The broadcasts are presented live from 04:00 to 01:00, and then music is played back-to-back overnight with pre-recorded announcements from rotating presenters from the day.

On 3 September 2018, Chris Evans announced that from January 2019 he would be moving to Virgin Radio after 13 years of broadcasting on BBC Radio 2. He launched his new breakfast show on 21 January 2019.

On 7 January 2019, Virgin Radio joined the Sky and Freesat satellite platforms.

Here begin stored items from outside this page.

// ============================================================================
// SECTION: Endpoints and Fixtures
// ============================================================================

/// Base URL of each service. Unset entries fail validation.
#[derive(Debug, Clone, Default, PartialEq, Eq)]
pub struct ServiceEndpoints {
    /// Users service.
    pub users: Option<Url>,
    /// Costs service.
    pub costs: Option<Url>,
    /// Logs service.
    pub logs: Option<Url>,
    /// Admin service.
    pub admin: Option<Url>,
}

impl ServiceEndpoints {
    /// Endpoints of a local deployment.
    #[must_use]
    pub fn local() -> Self {
        let mut endpoints = Self::default();
        for kind in ServiceKind::ALL {
            let url = Url::parse(&format!("http://localhost:{}", kind.local_port())).ok();
            if let Some(url) = url {
                endpoints.set(kind, url);
            }
        }
        endpoints
    }

    /// Returns the URL of a service, if configured.
    #[must_use]
    pub const fn get(&self, kind: ServiceKind) -> Option<&Url> {
        match kind {
            ServiceKind::Users => self.users.as_ref(),
            ServiceKind::Costs => self.costs.as_ref(),
            ServiceKind::Logs => self.logs.as_ref(),
            ServiceKind::Admin => self.admin.as_ref(),
        }
    }

    /// Sets the URL of a service.
    pub fn set(&mut self, kind: ServiceKind, url: Url) {
        let slot = match kind {
            ServiceKind::Users => &mut self.users,
            ServiceKind::Costs => &mut self.costs,
            ServiceKind::Logs => &mut self.logs,
            ServiceKind::Admin => &mut self.admin,
        };
        *slot = Some(url);
    }

    /// Returns the URL of a service.
    ///
    /// # Errors
    ///
    /// Returns [`ConfigError::Invalid`] when the service is not configured.
    pub fn require(&self, kind: ServiceKind) -> Result<&Url, ConfigError> {
        self.get(kind).ok_or_else(|| {
            ConfigError::Invalid(format!(
                "endpoint `{}` is not configured (set [endpoints].{} or the matching environment variable)",
                kind.as_str(),
                kind.as_str()
            ))
        })
    }
}

/// Test user and expense submitted by the suite.
#[derive(Debug, Clone, PartialEq)]
pub struct FixtureConfig {
    /// Id of the test user.
    pub user_id: u64,
    /// Given name of the test user.
    pub first_name: String,
    /// Family name of the test user.
    pub last_name: String,
    /// Birthday of the test user, `YYYY-MM-DD`.
    pub birthday: String,
    /// Id guaranteed not to exist on the users service.
    pub unknown_user_id: u64,
    /// Description of the fixture expense.
    pub description: String,
    /// Category of the fixture expense.
    pub category: Category,
    /// Amount of the fixture expense.
    pub sum: f64,
}

impl Default for FixtureConfig {
    fn default() -> Self {
        Self {
            user_id: 111_111,
            first_name: "bot".to_string(),
            last_name: "bot".to_string(),
            birthday: "1999-03-12".to_string(),
            unknown_user_id: 9_999_998,
            description: "test-food".to_string(),
            category: Category::Food,
            sum: 100.0,
        }
    }
}

// ============================================================================
// SECTION: Suite Configuration
// ============================================================================

/// Resolved suite configuration.
#[derive(Debug, Clone, PartialEq)]
pub struct SuiteConfig {
    /// Profile the defaults came from.
    pub profile: Profile,
    /// Service base URLs.
    pub endpoints: ServiceEndpoints,
    /// Timeout and retry bounds applied to every request.
    pub retry: RetryPolicy,
    /// Fixture provisioning mode.
    pub setup: SetupMode,
    /// Fixture values.
    pub fixture: FixtureConfig,
    /// Field name carrying the user id on cost submissions.
    pub user_id_field: UserIdField,
    /// Whether the cost echo must carry `_id`.
    pub require_cost_id: bool,
    /// Whether to delete fixture data after the run.
    pub teardown: bool,
    /// Wait before re-reading logs.
    pub settle_delay: Duration,
    /// Directory for `summary.json` and `summary.md`.
    pub artifacts_dir: Option<PathBuf>,
}

impl Default for SuiteConfig {
    fn default() -> Self {
        Self::for_profile(Profile::Local)
    }
}

impl SuiteConfig {
    /// Returns the defaults of a profile.
    #[must_use]
    pub fn for_profile(profile: Profile) -> Self {
        match profile {
            Profile::Local => Self {
                profile,
                endpoints: ServiceEndpoints::local(),
                retry: RetryPolicy::default(),
                setup: SetupMode::Tolerant,
                fixture: FixtureConfig::default(),
                user_id_field: UserIdField::UserId,
                require_cost_id: false,
                teardown: false,
                settle_delay: DEFAULT_SETTLE_DELAY,
                artifacts_dir: None,
            },
            Profile::Remote => Self {
                profile,
                endpoints: ServiceEndpoints::default(),
                retry: RetryPolicy::cold_start(),
                setup: SetupMode::Strict,
                fixture: FixtureConfig::default(),
                user_id_field: UserIdField::UserId,
                require_cost_id: true,
                teardown: true,
                settle_delay: DEFAULT_SETTLE_DELAY,
                artifacts_dir: None,
            },
        }
    }

    /// Loads configuration from an optional file and the process environment.
    ///
    /// # Errors
    ///
    /// Returns [`ConfigError`] when the environment, the file, or the
    /// resulting configuration is invalid.
    pub fn load(path: Option<&Path>, profile: Option<Profile>) -> Result<Self, ConfigError> {
        let env = EnvOverrides::load()?;
        Self::load_with(path, profile, &env)
    }

    /// Loads configuration with explicit environment overrides.
    ///
    /// The file path falls back to `COST_MANAGER_CONFIG`; without either, the
    /// profile defaults are used. An explicit `profile` wins over the file's.
    ///
    /// # Errors
    ///
    /// Returns [`ConfigError`] when the file or the resulting configuration
    /// is invalid.
    pub fn load_with(
        path: Option<&Path>,
        profile: Option<Profile>,
        env: &EnvOverrides,
    ) -> Result<Self, ConfigError> {
        let path = path.map(Path::to_path_buf).or_else(|| env.config_path.clone());
        let file = path.as_deref().map(ConfigFile::read).transpose()?;
        let profile = profile
            .or_else(|| file.as_ref().and_then(|file| file.profile))
            .unwrap_or_default();
        let mut config = Self::for_profile(profile);
        if let Some(file) = file {
            file.apply(&mut config)?;
        }
        env.apply(&mut config);
        config.validate()?;
        Ok(config)
    }

    /// Validates the configuration.
    ///
    /// # Errors
    ///
    /// Returns [`ConfigError::Invalid`] naming the first offending setting.
    pub fn validate(&self) -> Result<(), ConfigError> {
        for kind in ServiceKind::ALL {
            let url = self.endpoints.require(kind)?;
            check_scheme(kind, url)?;
        }
        if self.retry.attempts == 0 {
            return Err(invalid("retry.attempts must be at least 1"));
        }
        if self.retry.timeout.is_zero() {
            return Err(invalid("retry.timeout_ms must be greater than zero"));
        }
        if self.retry.backoff > MAX_DELAY {
            return Err(invalid("retry.backoff_ms must not exceed 60000"));
        }
        if self.settle_delay > MAX_DELAY {
            return Err(invalid("settle_delay_ms must not exceed 60000"));
        }
        let fixture = &self.fixture;
        let names = [
            ("fixture.first_name", &fixture.first_name),
            ("fixture.last_name", &fixture.last_name),
            ("fixture.birthday", &fixture.birthday),
            ("fixture.description", &fixture.description),
        ];
        for (name, value) in names {
            if value.trim().is_empty() {
                return Err(invalid(&format!("{name} must not be empty")));
            }
        }
        if fixture.unknown_user_id == fixture.user_id {
            return Err(invalid("fixture.unknown_user_id must differ from fixture.user_id"));
        }
        if !fixture.sum.is_finite() || fixture.sum < 0.0 {
            return Err(invalid("fixture.sum must be a finite, non-negative number"));
        }
        Ok(())
    }

    /// Returns the TOML form of the configuration.
    #[must_use]
    pub fn to_file(&self) -> ConfigFile {
        let endpoint = |kind| self.endpoints.get(kind).map(ToString::to_string);
        ConfigFile {
            profile: Some(self.profile),
            setup: Some(self.setup),
            teardown: Some(self.teardown),
            require_cost_id: Some(self.require_cost_id),
            user_id_field: Some(self.user_id_field),
            settle_delay_ms: Some(millis(self.settle_delay)),
            artifacts_dir: self.artifacts_dir.clone(),
            endpoints: Some(EndpointsFile {
                users: endpoint(ServiceKind::Users),
                costs: endpoint(ServiceKind::Costs),
                logs: endpoint(ServiceKind::Logs),
                admin: endpoint(ServiceKind::Admin),
            }),
            retry: Some(RetryFile {
                attempts: Some(self.retry.attempts),
                backoff_ms: Some(millis(self.retry.backoff)),
                timeout_ms: Some(millis(self.retry.timeout)),
            }),
            fixture: Some(FixtureFile {
                user_id: Some(self.fixture.user_id),
                first_name: Some(self.fixture.first_name.clone()),
                last_name: Some(self.fixture.last_name.clone()),
                birthday: Some(self.fixture.birthday.clone()),
                unknown_user_id: Some(self.fixture.unknown_user_id),
                description: Some(self.fixture.description.clone()),
                category: Some(self.fixture.category),
                sum: Some(self.fixture.sum),
            }),
        }
    }

    /// Renders the configuration as TOML.
    ///
    /// # Errors
    ///
    /// Returns [`ConfigError::Parse`] when serialization fails.
    pub fn to_toml(&self) -> Result<String, ConfigError> {
        toml::to_string(&self.to_file()).map_err(|err| ConfigError::Parse(err.to_string()))
    }
}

In January 2021 Graham Norton started a weekend show after 10 years at Radio 2.  As with Chris Evans' show, it is distinguished by not having advertisements due to being wholly sponsored.

Sister stations

Wireless launched two new Virgin-branded DAB+ spin-off stations on 21 December 2018. Virgin Radio Anthems plays guitar-based classics from the 1980s and 1990s. Virgin Radio Chilled features acoustic singer-songwriters and is designed to unwind and relax. Both stations broadcast The Chris Evans Breakfast Show. When Virgin Anthems launched in December 2018, the station changed its slogan to "The Chris Evans Breakfast Show and Classic Tracks".

On 30 December 2019, Virgin Radio UK launched a third digital spin-off stationVirgin Radio Grooveon DAB+. It consists of motown, soul and disco music and broadcasts The Chris Evans Breakfast Show at breakfast.

In June 2021 a temporary station launched for the LGBTQ+ community, Virgin Radio Pride; It featured many different programmes and documentaries presented by a wide variety of presenters. Virgin Radio Pride returned for a second run during summer 2022.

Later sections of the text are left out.